> [Task item] Filter the listing below, keeping every line that holds "Option".

> [Source records]
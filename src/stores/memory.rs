//! In-memory collaborator implementations.
//!
//! Suitable for tests and single-process deployments. Each mirrors the
//! contract of its trait: the rule store preserves creation order, the state
//! store honors the retention TTL, the sinks buffer what they receive.

use std::sync::Arc;

use async_trait::async_trait;
use dashmap::DashMap;
use parking_lot::{Mutex, RwLock};
use tracing::debug;

use super::{AlertSink, KeyStore, RuleChangeHook, RuleStore, StateStore, UsageSink};
use crate::clock::Clock;
use crate::error::Result;
use crate::gateway::request::{ApiKey, KeyStatus, SecurityAlert, UsageEvent};
use crate::ratelimit::algorithms::Algorithm;
use crate::ratelimit::rules::{RateLimitRule, RuleScope};
use crate::ratelimit::state::RateLimitState;

/// Rule catalog backed by an insertion-ordered vector.
#[derive(Default)]
pub struct MemoryRuleStore {
    rules: RwLock<Vec<RateLimitRule>>,
    on_change: RwLock<Option<RuleChangeHook>>,
}

impl MemoryRuleStore {
    pub fn new() -> Self {
        Self::default()
    }

    /// Register a rule, rejecting invalid configuration before it can ever
    /// reach evaluation. Fires the change hook on success.
    pub fn create_rule(&self, rule: RateLimitRule) -> Result<()> {
        rule.validate()?;
        debug!(rule_id = %rule.id, scope = ?rule.scope, "Registering rate limit rule");
        self.rules.write().push(rule);
        self.notify();
        Ok(())
    }

    /// Replace a rule in place, keeping its creation order. Fires the change
    /// hook on success.
    pub fn update_rule(&self, rule: RateLimitRule) -> Result<()> {
        rule.validate()?;
        let mut rules = self.rules.write();
        match rules.iter_mut().find(|r| r.id == rule.id) {
            Some(existing) => {
                *existing = rule;
                drop(rules);
                self.notify();
                Ok(())
            }
            None => Err(crate::error::GatewayError::Configuration(format!(
                "rule '{}' does not exist",
                rule.id
            ))),
        }
    }

    fn notify(&self) {
        let hook = self.on_change.read().clone();
        if let Some(hook) = hook {
            hook();
        }
    }

    pub fn len(&self) -> usize {
        self.rules.read().len()
    }

    pub fn is_empty(&self) -> bool {
        self.rules.read().is_empty()
    }
}

#[async_trait]
impl RuleStore for MemoryRuleStore {
    fn set_change_hook(&self, hook: RuleChangeHook) {
        *self.on_change.write() = Some(hook);
    }

    async fn list_rules_by_scope(&self, scope: RuleScope) -> Result<Vec<RateLimitRule>> {
        Ok(self
            .rules
            .read()
            .iter()
            .filter(|r| r.scope == scope)
            .cloned()
            .collect())
    }

    async fn get_rule(&self, id: &str) -> Result<Option<RateLimitRule>> {
        Ok(self.rules.read().iter().find(|r| r.id == id).cloned())
    }
}

struct StoredState {
    state: RateLimitState,
    expires_at_ms: i64,
}

/// State store with TTL-based retention, checked lazily on read.
pub struct MemoryStateStore {
    entries: DashMap<(String, Algorithm), StoredState>,
    clock: Arc<dyn Clock>,
    retention_ms: i64,
}

impl MemoryStateStore {
    pub fn new(clock: Arc<dyn Clock>, retention_secs: u64) -> Self {
        Self {
            entries: DashMap::new(),
            clock,
            retention_ms: (retention_secs * 1000) as i64,
        }
    }

    pub fn len(&self) -> usize {
        self.entries.len()
    }

    pub fn is_empty(&self) -> bool {
        self.entries.is_empty()
    }
}

#[async_trait]
impl StateStore for MemoryStateStore {
    async fn get(
        &self,
        identifier: &str,
        algorithm: Algorithm,
    ) -> Result<Option<RateLimitState>> {
        let key = (identifier.to_string(), algorithm);
        let now = self.clock.now_ms();

        if let Some(entry) = self.entries.get(&key) {
            if entry.expires_at_ms > now {
                return Ok(Some(entry.state.clone()));
            }
        }
        self.entries.remove_if(&key, |_, v| v.expires_at_ms <= now);
        Ok(None)
    }

    async fn put(&self, state: RateLimitState) -> Result<()> {
        let expires_at_ms = self.clock.now_ms() + self.retention_ms;
        self.entries.insert(
            (state.identifier.clone(), state.algorithm),
            StoredState {
                state,
                expires_at_ms,
            },
        );
        Ok(())
    }
}

/// Key store mapping raw keys to their records.
#[derive(Default)]
pub struct MemoryKeyStore {
    keys: DashMap<String, ApiKey>,
}

impl MemoryKeyStore {
    pub fn new() -> Self {
        Self::default()
    }

    pub fn insert(&self, raw_key: &str, key: ApiKey) {
        self.keys.insert(raw_key.to_string(), key);
    }
}

#[async_trait]
impl KeyStore for MemoryKeyStore {
    async fn validate_key(&self, raw_key: &str) -> Result<Option<ApiKey>> {
        // Format check before lookup.
        if raw_key.len() < 8 {
            return Ok(None);
        }
        match self.keys.get(raw_key) {
            Some(key) if key.status == KeyStatus::Active => Ok(Some(key.clone())),
            _ => Ok(None),
        }
    }
}

/// Usage sink buffering events for inspection.
#[derive(Default)]
pub struct BufferingUsageSink {
    events: Mutex<Vec<UsageEvent>>,
}

impl BufferingUsageSink {
    pub fn new() -> Self {
        Self::default()
    }

    pub fn events(&self) -> Vec<UsageEvent> {
        self.events.lock().clone()
    }
}

#[async_trait]
impl UsageSink for BufferingUsageSink {
    async fn record(&self, event: UsageEvent) -> Result<()> {
        debug!(event = %serde_json::to_string(&event).unwrap_or_default(), "Usage recorded");
        self.events.lock().push(event);
        Ok(())
    }
}

/// Alert sink buffering alerts for inspection.
#[derive(Default)]
pub struct BufferingAlertSink {
    alerts: Mutex<Vec<SecurityAlert>>,
}

impl BufferingAlertSink {
    pub fn new() -> Self {
        Self::default()
    }

    pub fn alerts(&self) -> Vec<SecurityAlert> {
        self.alerts.lock().clone()
    }
}

#[async_trait]
impl AlertSink for BufferingAlertSink {
    async fn raise(&self, alert: SecurityAlert) -> Result<()> {
        debug!(category = %alert.category, ip = %alert.ip, "Security alert raised");
        self.alerts.lock().push(alert);
        Ok(())
    }
}

#[cfg(test)]
mod tests {
    use super::*;
    use crate::clock::ManualClock;

    fn rule(id: &str, scope: RuleScope, priority: i32) -> RateLimitRule {
        RateLimitRule {
            id: id.to_string(),
            algorithm: Algorithm::FixedWindow,
            quota: 10,
            window_ms: 60_000,
            scope,
            endpoint_patterns: Vec::new(),
            methods: Vec::new(),
            priority,
            enabled: true,
        }
    }

    #[tokio::test]
    async fn test_rule_store_preserves_creation_order() {
        let store = MemoryRuleStore::new();
        store.create_rule(rule("a", RuleScope::Global, 0)).unwrap();
        store.create_rule(rule("b", RuleScope::Global, 0)).unwrap();
        store.create_rule(rule("c", RuleScope::Endpoint, 0)).unwrap();

        let global = store.list_rules_by_scope(RuleScope::Global).await.unwrap();
        assert_eq!(
            global.iter().map(|r| r.id.as_str()).collect::<Vec<_>>(),
            vec!["a", "b"]
        );
    }

    #[tokio::test]
    async fn test_rule_store_rejects_invalid_rule() {
        let store = MemoryRuleStore::new();
        let mut bad = rule("bad", RuleScope::Global, 0);
        bad.quota = 0;
        assert!(store.create_rule(bad).is_err());
        assert!(store.is_empty());
    }

    #[tokio::test]
    async fn test_rule_store_change_hook_fires_on_create_and_update() {
        use std::sync::atomic::{AtomicUsize, Ordering};

        let store = MemoryRuleStore::new();
        let fired = Arc::new(AtomicUsize::new(0));
        let counter = fired.clone();
        store.set_change_hook(Arc::new(move || {
            counter.fetch_add(1, Ordering::SeqCst);
        }));

        store.create_rule(rule("a", RuleScope::Global, 0)).unwrap();
        assert_eq!(fired.load(Ordering::SeqCst), 1);

        store.update_rule(rule("a", RuleScope::Global, 5)).unwrap();
        assert_eq!(fired.load(Ordering::SeqCst), 2);

        // Rejected writes never fire the hook.
        let mut bad = rule("bad", RuleScope::Global, 0);
        bad.quota = 0;
        assert!(store.create_rule(bad).is_err());
        assert!(store.update_rule(rule("ghost", RuleScope::Global, 0)).is_err());
        assert_eq!(fired.load(Ordering::SeqCst), 2);
    }

    #[tokio::test]
    async fn test_rule_store_update_requires_existing_rule() {
        let store = MemoryRuleStore::new();
        assert!(store.update_rule(rule("ghost", RuleScope::Global, 0)).is_err());

        store.create_rule(rule("a", RuleScope::Global, 0)).unwrap();
        let mut updated = rule("a", RuleScope::Global, 5);
        updated.quota = 99;
        store.update_rule(updated).unwrap();
        assert_eq!(store.get_rule("a").await.unwrap().unwrap().quota, 99);
    }

    #[tokio::test]
    async fn test_key_store_validates_format_and_status() {
        let store = MemoryKeyStore::new();
        let key = ApiKey {
            id: "key-1".to_string(),
            scopes: Vec::new(),
            allowed_endpoints: Vec::new(),
            allowed_methods: Vec::new(),
            ip_whitelist: Vec::new(),
            status: KeyStatus::Active,
        };
        store.insert("gk_live_abcdef", key.clone());

        let mut suspended = key;
        suspended.id = "key-2".to_string();
        suspended.status = KeyStatus::Suspended;
        store.insert("gk_live_suspend", suspended);

        assert!(store
            .validate_key("gk_live_abcdef")
            .await
            .unwrap()
            .is_some());
        // Too short to be a well-formed key.
        assert!(store.validate_key("short").await.unwrap().is_none());
        // Unknown key.
        assert!(store.validate_key("gk_live_missing").await.unwrap().is_none());
        // Suspended key fails the status check.
        assert!(store.validate_key("gk_live_suspend").await.unwrap().is_none());
    }

    #[tokio::test]
    async fn test_state_store_ttl_refresh_on_put() {
        let clock = ManualClock::new(0);
        let store = MemoryStateStore::new(clock.clone(), 10);

        let state = RateLimitState::new("id", Algorithm::TokenBucket, 5, 0);
        store.put(state.clone()).await.unwrap();

        clock.advance_ms(8_000);
        store.put(state).await.unwrap();

        // Initial TTL would have expired here, but the second put refreshed it.
        clock.advance_ms(8_000);
        assert!(store.get("id", Algorithm::TokenBucket).await.unwrap().is_some());

        clock.advance_ms(3_000);
        assert!(store.get("id", Algorithm::TokenBucket).await.unwrap().is_none());
    }

    #[tokio::test]
    async fn test_sinks_buffer_events() {
        let usage = BufferingUsageSink::new();
        usage
            .record(UsageEvent {
                request_id: "r1".to_string(),
                identifier: "id".to_string(),
                endpoint: "/api".to_string(),
                method: "GET".to_string(),
                status_code: 200,
                latency_ms: 3,
                request_bytes: 0,
                response_bytes: 2,
                timestamp_ms: 0,
            })
            .await
            .unwrap();
        assert_eq!(usage.events().len(), 1);
    }
}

> [Answer section]
    on_change: RwLock<Option<RuleChangeHook>>,
    async fn get_rule(&self, id: &str) -> Result<Option<RateLimitRule>> {
    ) -> Result<Option<RateLimitState>> {
    async fn validate_key(&self, raw_key: &str) -> Result<Option<ApiKey>> {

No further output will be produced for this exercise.